While the current trial found that the brief intervention reduced alcohol and marijuana consumption, cigarette smoking appears to have been largely unaffected. Previous research indicates that brief image-based multiple-behavior interventions for adolescents can reduce cigarette use for up to a year postbaseline [38]. One likely reason for the lack of smoking outcomes in this study was that college students were already at low risk for smoking, particularly when compared to their level of consumption of alcohol and marijuana, thereby providing a basement effect with little room for assessing improvement on cigarette smoking habits.

This study had a number of limitations. First, this investigation was limited to a 3-month postintervention follow-up. While this follow-up period was longer than the original study of brief image-based MBIs for college students, additional trials are needed to determine the stability and trajectory of outcomes over longer periods for multiple behaviors, as well as to test strategies to strengthen and maintain effects longitudinally. Second, this study examined a sample of college students from a single university in the southeastern US. Additional research is needed to eventually determine the effectiveness of these intervention effects on students from other college campuses and under real-world conditions, as well as for young adults not attending college. Third, this study was limited to self-report measures with varying degrees of validation and did not include collaborating objective measures such as biochemical verification of substance use or accelerometers for exercise patterns. While such verification would have provided potentially useful information, they were viewed as being both cost prohibitive and impractical given the seven primary health behaviors targeted in this trial. While numerous studies and study reviews have shown that self-reports by youth and young adults provide accurate substance use and health-risk data [6367], we took great care to use multiple procedures to ensure the most reliable and valid data collection possible. Lastly, because this trial used high-quality commercial health care materials in the control which actually addressed social and self-image, future evaluations are needed comparing brief image-based MBIs against more typical standard health education found on college campuses which emphasize health risks and educational information about student health habits.

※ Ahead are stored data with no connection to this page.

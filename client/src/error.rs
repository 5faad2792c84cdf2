//! Error types for the resource gateway

use thiserror::Error;

/// Errors that can occur when talking to the pantry service
///
/// Network failures and non-2xx responses are both failures to the UI; they
/// stay separate variants so logs can tell them apart.
#[derive(Debug, Clone, PartialEq, Eq, Error)]
pub enum GatewayError {
    /// The request never produced a response (connection refused, timeout, DNS)
    #[error("Request failed: {0}")]
    Request(String),

    /// The service answered with a non-2xx status
    #[error("Service error (status {status}): {body}")]
    Status {
        /// HTTP status code
        status: u16,
        /// Response body, verbatim
        body: String,
    },

    /// The response body did not have the expected shape
    #[error("Response decoding failed: {0}")]
    Decode(String),

    /// The operation is not offered for this resource
    #[error("Unsupported operation: {0}")]
    Unsupported(&'static str),
}

impl GatewayError {
    /// Whether the service rejected the request (as opposed to it never arriving)
    #[must_use]
    pub const fn is_rejection(&self) -> bool {
        matches!(self, GatewayError::Status { .. })
    }
}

In conclusion, the results of this trial evaluating a multiple-behavior intervention suggest that social and self-image-based content in a brief screen, tailored consult, and goal plan holds potential to cost-effectively impact the epidemiologic reality of multiple risk factors facing college students, as well as selected dimensions of health-related quality of life. Such interventions, if supported by additional research, have significant implications for enhancing behavioral medicine and filling a gap in our scientific knowledge about how to influence multiple, simultaneous health risks experienced by emerging adults. More research is needed examining image-based interventions to determine the minimal content and format variations that would significantly impact and sustain multiple-behavior and quality-of-life changes among both youth and adult populations.